▸ **What to do**
One number should be the full reply: how many lines of the material below contain "Geometry".

START Records supplied

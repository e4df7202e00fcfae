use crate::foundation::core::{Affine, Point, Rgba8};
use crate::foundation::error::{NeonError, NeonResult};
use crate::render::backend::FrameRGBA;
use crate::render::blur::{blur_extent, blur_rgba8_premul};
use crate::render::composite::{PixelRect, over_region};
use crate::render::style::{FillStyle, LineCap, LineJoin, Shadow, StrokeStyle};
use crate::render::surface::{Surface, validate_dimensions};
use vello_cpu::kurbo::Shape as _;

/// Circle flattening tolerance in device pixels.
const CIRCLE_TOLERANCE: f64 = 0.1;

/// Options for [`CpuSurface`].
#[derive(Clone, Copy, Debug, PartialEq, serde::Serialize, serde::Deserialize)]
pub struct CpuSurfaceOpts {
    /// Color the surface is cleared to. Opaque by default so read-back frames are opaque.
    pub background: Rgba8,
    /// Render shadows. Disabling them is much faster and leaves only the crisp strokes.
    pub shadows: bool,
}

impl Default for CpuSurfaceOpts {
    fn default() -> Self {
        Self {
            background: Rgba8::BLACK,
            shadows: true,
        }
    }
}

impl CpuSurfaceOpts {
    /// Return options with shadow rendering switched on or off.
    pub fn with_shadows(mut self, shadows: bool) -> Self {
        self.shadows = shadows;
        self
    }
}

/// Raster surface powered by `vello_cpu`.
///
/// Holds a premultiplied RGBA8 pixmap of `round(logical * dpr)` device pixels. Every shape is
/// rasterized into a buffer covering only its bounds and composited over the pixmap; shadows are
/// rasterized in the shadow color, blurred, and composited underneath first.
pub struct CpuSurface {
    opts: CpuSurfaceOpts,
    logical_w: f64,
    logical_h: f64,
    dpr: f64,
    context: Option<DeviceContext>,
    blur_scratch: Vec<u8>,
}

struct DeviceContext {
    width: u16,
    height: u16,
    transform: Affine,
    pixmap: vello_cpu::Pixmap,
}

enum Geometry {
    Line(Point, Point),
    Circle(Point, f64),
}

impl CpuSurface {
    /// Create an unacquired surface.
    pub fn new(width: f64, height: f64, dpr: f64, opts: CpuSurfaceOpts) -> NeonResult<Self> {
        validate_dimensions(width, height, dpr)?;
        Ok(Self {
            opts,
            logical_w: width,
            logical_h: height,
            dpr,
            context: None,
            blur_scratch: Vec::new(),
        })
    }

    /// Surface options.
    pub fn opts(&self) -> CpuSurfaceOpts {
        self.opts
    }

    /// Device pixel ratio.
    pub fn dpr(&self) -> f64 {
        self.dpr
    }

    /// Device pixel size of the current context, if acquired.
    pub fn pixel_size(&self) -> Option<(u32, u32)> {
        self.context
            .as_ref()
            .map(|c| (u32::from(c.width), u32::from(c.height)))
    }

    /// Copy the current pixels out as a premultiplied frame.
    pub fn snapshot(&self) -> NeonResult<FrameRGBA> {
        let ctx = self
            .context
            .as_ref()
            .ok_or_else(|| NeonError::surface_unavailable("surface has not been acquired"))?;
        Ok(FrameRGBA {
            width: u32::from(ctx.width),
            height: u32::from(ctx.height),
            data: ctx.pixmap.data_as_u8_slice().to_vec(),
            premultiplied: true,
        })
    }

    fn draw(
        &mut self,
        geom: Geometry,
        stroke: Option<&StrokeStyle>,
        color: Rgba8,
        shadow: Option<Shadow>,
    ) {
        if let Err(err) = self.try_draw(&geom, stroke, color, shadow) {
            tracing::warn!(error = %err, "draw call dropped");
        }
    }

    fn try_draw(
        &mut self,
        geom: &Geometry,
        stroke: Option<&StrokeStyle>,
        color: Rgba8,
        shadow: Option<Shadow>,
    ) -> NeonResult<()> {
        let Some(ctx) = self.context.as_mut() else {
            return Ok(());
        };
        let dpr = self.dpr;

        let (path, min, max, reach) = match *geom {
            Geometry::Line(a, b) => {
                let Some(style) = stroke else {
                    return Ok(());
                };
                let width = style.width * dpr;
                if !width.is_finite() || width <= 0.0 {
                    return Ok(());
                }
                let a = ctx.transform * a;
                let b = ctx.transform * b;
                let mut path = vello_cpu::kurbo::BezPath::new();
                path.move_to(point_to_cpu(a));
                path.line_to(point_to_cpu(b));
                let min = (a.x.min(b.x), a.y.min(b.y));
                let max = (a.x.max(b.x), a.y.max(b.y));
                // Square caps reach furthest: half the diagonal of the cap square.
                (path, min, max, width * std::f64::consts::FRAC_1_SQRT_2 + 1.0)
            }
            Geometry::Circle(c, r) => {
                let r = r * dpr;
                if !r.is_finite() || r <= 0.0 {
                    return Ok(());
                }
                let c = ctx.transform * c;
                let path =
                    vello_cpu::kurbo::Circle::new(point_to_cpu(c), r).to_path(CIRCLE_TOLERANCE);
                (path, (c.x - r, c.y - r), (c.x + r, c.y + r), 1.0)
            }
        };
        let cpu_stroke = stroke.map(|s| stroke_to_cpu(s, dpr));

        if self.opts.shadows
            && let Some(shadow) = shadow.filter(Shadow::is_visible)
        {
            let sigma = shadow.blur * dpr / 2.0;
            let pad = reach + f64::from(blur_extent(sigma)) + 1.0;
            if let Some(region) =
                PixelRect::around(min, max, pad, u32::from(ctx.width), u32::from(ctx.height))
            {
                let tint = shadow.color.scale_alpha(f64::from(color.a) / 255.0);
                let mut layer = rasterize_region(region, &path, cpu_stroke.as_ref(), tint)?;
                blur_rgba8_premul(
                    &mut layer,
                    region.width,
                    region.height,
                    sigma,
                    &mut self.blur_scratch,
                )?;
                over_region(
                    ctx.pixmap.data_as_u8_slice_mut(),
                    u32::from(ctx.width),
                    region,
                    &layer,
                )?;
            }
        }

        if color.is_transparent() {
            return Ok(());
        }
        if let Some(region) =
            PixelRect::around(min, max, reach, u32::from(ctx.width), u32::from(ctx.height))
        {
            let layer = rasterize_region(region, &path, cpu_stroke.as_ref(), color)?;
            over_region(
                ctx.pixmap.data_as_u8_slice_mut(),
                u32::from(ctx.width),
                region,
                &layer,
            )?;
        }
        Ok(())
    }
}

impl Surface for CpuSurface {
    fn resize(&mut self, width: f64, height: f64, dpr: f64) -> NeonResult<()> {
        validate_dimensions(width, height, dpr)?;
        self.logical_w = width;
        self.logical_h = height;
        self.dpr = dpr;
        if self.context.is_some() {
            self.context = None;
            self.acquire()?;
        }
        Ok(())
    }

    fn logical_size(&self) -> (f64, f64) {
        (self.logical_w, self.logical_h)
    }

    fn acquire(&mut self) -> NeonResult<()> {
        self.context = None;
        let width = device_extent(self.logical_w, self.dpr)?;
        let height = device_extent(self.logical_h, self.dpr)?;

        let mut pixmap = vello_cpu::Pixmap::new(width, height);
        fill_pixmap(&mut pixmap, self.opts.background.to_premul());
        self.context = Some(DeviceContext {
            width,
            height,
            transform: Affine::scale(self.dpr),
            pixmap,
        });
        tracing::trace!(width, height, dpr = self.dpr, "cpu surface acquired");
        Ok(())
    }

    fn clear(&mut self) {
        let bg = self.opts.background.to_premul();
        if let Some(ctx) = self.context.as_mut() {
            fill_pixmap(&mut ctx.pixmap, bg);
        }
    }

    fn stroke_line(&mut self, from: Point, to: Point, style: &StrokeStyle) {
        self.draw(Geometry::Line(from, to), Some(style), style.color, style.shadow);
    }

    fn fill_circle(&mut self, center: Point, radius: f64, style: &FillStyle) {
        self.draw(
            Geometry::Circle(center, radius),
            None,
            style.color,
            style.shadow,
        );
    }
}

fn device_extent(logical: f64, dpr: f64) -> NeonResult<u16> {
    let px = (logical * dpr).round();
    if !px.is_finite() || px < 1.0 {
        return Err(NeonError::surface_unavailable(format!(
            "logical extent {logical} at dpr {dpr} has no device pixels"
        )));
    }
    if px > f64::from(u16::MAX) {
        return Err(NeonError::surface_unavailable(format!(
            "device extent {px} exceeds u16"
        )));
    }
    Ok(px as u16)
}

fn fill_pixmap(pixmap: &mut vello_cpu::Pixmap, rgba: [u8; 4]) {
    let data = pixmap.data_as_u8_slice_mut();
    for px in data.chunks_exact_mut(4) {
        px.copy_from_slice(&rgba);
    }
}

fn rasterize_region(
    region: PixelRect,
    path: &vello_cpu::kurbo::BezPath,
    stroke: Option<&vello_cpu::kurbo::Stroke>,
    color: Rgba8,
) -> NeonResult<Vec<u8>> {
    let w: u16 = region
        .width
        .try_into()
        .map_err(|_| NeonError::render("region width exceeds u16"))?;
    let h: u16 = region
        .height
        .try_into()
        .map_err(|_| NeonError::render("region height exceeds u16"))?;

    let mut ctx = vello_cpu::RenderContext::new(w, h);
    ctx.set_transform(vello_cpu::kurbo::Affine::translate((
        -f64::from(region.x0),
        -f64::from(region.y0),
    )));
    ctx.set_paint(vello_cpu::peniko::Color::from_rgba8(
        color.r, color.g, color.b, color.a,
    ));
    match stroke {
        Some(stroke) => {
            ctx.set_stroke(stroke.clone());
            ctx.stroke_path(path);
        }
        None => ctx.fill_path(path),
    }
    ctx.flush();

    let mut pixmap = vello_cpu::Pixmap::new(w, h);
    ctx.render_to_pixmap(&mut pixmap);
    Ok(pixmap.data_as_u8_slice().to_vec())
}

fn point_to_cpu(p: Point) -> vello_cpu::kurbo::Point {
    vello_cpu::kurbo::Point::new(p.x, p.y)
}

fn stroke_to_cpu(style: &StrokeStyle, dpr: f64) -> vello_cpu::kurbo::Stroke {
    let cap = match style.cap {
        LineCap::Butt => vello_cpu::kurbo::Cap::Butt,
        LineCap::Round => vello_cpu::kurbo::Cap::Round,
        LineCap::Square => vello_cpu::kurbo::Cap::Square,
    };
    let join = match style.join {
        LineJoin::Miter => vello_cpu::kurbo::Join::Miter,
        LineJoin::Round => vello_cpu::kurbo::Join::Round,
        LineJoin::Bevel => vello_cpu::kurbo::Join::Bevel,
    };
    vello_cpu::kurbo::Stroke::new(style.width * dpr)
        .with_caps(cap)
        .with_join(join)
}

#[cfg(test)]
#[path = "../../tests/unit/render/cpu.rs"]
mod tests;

END Records supplied
START Records supplied

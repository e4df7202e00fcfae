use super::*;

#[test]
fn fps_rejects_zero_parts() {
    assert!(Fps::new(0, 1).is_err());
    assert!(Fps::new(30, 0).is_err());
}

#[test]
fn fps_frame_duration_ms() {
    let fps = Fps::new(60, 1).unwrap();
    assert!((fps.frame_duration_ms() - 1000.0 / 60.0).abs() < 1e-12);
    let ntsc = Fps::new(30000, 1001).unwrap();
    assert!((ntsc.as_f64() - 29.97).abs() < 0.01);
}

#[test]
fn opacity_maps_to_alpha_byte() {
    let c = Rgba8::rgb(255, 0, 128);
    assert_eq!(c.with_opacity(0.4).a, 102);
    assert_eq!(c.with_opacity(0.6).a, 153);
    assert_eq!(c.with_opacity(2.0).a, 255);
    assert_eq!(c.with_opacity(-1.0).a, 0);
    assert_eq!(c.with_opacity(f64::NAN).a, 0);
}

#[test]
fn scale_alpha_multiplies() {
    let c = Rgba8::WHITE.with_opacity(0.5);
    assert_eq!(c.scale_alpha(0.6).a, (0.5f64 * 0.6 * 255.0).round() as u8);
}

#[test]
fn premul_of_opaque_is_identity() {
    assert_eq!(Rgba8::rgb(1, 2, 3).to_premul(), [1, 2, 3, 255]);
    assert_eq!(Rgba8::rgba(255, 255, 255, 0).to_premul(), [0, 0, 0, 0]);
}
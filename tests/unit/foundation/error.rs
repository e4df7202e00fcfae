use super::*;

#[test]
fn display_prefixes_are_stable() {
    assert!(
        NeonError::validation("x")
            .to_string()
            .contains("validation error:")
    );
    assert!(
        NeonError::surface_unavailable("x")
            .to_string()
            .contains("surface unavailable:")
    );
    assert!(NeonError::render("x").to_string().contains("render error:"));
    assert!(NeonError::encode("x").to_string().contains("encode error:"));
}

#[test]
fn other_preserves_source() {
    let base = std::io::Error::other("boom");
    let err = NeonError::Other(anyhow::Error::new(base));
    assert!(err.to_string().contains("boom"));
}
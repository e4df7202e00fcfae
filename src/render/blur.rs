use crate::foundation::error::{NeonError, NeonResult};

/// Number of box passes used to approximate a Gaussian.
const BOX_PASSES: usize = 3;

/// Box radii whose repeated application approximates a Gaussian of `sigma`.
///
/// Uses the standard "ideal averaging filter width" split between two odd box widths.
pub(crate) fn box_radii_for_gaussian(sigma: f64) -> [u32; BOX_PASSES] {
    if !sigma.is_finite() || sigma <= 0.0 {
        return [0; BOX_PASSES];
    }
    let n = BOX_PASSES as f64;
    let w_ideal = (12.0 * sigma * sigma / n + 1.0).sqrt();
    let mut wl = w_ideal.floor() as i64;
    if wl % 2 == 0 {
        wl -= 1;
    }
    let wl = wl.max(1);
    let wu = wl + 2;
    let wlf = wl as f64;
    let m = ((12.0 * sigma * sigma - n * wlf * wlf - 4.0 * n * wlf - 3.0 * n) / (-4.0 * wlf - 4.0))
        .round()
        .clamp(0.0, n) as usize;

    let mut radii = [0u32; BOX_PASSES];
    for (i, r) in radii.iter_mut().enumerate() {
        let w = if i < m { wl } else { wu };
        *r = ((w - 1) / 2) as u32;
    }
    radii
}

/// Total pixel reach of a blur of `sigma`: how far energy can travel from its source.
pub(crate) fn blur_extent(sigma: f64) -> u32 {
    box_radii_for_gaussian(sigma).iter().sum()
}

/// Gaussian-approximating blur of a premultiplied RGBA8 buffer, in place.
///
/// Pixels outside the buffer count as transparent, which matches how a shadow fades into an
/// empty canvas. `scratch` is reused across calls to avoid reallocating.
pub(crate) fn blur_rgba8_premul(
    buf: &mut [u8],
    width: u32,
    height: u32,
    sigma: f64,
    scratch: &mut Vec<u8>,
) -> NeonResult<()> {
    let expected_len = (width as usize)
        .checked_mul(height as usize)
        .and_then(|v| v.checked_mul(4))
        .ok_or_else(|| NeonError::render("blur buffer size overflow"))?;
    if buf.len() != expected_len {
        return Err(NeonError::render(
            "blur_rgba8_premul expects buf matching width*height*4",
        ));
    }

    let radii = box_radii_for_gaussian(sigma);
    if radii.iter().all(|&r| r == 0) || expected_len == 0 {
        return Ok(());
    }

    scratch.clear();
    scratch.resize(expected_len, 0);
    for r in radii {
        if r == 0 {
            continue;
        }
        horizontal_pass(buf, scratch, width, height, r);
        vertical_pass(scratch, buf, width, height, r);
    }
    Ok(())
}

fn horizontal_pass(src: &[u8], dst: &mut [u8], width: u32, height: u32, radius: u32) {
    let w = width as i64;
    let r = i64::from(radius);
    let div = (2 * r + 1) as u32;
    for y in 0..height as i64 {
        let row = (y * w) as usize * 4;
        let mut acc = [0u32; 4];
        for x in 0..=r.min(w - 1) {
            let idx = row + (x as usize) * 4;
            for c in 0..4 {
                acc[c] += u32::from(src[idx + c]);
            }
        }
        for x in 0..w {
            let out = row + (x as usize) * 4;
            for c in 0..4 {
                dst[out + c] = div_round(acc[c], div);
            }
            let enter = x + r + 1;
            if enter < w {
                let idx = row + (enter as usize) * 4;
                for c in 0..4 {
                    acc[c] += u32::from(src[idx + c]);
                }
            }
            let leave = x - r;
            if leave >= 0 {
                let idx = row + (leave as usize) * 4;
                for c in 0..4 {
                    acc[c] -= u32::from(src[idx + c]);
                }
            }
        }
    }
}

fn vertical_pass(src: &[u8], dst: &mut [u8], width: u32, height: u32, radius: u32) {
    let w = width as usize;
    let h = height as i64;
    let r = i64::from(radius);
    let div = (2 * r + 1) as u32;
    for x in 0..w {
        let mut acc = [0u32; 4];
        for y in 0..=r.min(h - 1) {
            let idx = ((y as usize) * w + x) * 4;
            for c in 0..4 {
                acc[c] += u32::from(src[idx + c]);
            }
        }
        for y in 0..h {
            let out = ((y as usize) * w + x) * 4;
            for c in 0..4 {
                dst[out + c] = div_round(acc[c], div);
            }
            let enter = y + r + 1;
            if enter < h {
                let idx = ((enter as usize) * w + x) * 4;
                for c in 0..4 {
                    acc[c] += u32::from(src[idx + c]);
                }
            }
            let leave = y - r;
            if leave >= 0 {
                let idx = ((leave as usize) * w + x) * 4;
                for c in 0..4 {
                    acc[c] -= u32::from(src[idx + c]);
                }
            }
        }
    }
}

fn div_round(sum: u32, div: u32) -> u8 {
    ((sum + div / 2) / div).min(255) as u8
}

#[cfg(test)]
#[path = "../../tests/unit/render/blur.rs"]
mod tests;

END Records supplied

▸ **Solution**
7